* Problem details *
Extract, from the listing that follows, each line containing the word "reqwest".
__________
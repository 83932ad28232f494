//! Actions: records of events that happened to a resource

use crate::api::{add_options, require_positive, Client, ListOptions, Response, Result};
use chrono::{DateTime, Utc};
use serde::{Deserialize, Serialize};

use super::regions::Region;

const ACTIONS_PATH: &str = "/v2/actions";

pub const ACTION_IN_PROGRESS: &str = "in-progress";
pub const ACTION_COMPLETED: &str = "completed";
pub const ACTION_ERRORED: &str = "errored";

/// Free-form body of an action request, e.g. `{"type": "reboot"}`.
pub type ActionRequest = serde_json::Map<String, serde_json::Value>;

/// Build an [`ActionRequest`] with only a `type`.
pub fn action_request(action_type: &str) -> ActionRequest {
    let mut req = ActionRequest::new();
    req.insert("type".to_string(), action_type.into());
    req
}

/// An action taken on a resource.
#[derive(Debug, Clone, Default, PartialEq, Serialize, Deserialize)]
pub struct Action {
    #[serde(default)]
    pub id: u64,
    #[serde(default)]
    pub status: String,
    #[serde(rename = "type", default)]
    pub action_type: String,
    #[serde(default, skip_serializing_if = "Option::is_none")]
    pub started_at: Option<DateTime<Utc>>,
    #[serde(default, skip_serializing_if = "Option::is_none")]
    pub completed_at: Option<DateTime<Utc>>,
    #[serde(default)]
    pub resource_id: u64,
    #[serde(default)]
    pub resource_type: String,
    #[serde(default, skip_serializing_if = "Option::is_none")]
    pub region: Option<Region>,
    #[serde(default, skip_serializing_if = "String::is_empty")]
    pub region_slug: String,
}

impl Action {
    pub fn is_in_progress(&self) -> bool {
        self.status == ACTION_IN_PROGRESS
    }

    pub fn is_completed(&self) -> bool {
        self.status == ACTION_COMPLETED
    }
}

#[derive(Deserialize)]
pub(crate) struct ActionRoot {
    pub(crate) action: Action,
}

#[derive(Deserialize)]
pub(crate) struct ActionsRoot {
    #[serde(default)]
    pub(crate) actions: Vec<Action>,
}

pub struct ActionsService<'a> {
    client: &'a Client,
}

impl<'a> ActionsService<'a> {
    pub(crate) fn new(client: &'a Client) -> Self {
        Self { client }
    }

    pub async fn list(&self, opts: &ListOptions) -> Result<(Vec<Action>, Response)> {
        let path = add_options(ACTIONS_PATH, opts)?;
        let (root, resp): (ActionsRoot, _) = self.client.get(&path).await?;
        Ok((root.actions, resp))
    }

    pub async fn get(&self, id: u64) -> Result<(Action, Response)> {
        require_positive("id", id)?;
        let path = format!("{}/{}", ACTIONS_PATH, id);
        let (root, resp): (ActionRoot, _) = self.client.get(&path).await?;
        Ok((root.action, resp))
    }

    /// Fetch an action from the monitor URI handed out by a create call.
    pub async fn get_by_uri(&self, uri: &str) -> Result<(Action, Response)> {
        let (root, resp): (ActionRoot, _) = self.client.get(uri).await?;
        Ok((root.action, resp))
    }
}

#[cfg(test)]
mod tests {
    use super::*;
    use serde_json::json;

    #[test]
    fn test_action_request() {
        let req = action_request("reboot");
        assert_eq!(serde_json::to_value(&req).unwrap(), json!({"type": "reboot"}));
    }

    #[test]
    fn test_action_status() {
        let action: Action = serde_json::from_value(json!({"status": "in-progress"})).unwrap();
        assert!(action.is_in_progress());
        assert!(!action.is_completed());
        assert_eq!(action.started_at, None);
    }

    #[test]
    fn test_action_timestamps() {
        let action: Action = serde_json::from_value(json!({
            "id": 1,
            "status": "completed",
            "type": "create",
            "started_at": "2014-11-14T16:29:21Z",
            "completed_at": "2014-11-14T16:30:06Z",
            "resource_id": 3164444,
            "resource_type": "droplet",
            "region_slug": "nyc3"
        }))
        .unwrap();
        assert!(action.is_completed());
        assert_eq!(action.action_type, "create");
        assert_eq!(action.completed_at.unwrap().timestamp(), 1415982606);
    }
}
__________
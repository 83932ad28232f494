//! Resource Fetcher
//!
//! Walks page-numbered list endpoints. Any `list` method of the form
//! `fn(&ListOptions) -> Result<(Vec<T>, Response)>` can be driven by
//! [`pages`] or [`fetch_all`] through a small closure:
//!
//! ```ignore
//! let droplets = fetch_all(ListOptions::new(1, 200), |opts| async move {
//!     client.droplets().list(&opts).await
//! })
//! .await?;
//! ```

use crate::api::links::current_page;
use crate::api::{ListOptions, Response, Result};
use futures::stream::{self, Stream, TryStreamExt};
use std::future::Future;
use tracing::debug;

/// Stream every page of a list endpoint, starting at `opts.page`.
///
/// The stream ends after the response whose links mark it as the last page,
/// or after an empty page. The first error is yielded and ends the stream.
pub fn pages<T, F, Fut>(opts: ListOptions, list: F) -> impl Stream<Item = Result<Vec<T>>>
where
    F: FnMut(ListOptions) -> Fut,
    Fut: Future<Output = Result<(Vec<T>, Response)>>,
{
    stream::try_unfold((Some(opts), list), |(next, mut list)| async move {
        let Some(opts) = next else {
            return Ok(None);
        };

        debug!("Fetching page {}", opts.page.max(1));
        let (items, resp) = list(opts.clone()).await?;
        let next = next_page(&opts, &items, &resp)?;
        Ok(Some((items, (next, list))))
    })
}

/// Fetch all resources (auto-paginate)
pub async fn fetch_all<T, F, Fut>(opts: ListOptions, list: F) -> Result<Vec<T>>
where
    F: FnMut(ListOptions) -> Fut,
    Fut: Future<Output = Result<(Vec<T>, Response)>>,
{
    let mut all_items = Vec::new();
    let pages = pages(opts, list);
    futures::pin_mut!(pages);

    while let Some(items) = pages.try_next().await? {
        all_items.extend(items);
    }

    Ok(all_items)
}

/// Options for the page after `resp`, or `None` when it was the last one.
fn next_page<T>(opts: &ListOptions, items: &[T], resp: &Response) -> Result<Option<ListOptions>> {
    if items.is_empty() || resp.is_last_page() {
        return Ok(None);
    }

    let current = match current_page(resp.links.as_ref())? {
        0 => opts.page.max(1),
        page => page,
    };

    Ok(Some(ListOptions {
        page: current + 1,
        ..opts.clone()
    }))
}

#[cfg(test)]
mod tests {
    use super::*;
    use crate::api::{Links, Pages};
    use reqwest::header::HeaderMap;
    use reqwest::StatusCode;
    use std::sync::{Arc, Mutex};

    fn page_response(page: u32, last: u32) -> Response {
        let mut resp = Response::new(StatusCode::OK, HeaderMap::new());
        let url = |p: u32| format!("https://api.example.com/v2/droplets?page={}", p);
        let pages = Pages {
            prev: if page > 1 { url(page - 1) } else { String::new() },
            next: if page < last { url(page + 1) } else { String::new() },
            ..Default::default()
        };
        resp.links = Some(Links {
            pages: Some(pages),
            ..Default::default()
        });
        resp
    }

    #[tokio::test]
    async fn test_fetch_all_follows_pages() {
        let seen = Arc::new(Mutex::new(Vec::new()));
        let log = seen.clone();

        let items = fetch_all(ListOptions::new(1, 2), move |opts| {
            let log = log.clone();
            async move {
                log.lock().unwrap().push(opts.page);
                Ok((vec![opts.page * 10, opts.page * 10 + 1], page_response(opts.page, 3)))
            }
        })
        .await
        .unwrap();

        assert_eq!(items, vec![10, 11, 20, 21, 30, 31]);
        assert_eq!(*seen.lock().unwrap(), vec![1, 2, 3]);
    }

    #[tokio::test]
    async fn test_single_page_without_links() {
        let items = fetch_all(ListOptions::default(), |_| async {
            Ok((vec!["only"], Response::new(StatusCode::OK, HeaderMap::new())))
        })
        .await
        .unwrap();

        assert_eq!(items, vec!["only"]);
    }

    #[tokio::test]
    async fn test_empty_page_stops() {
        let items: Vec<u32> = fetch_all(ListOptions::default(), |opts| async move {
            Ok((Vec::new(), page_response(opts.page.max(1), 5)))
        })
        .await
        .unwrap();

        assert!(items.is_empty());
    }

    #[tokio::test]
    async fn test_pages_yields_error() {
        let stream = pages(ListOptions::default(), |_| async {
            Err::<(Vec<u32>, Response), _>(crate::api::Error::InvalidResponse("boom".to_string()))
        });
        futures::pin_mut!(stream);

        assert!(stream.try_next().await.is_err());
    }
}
__________
* Answer to the problem *
    use reqwest::header::HeaderMap;
    use reqwest::StatusCode;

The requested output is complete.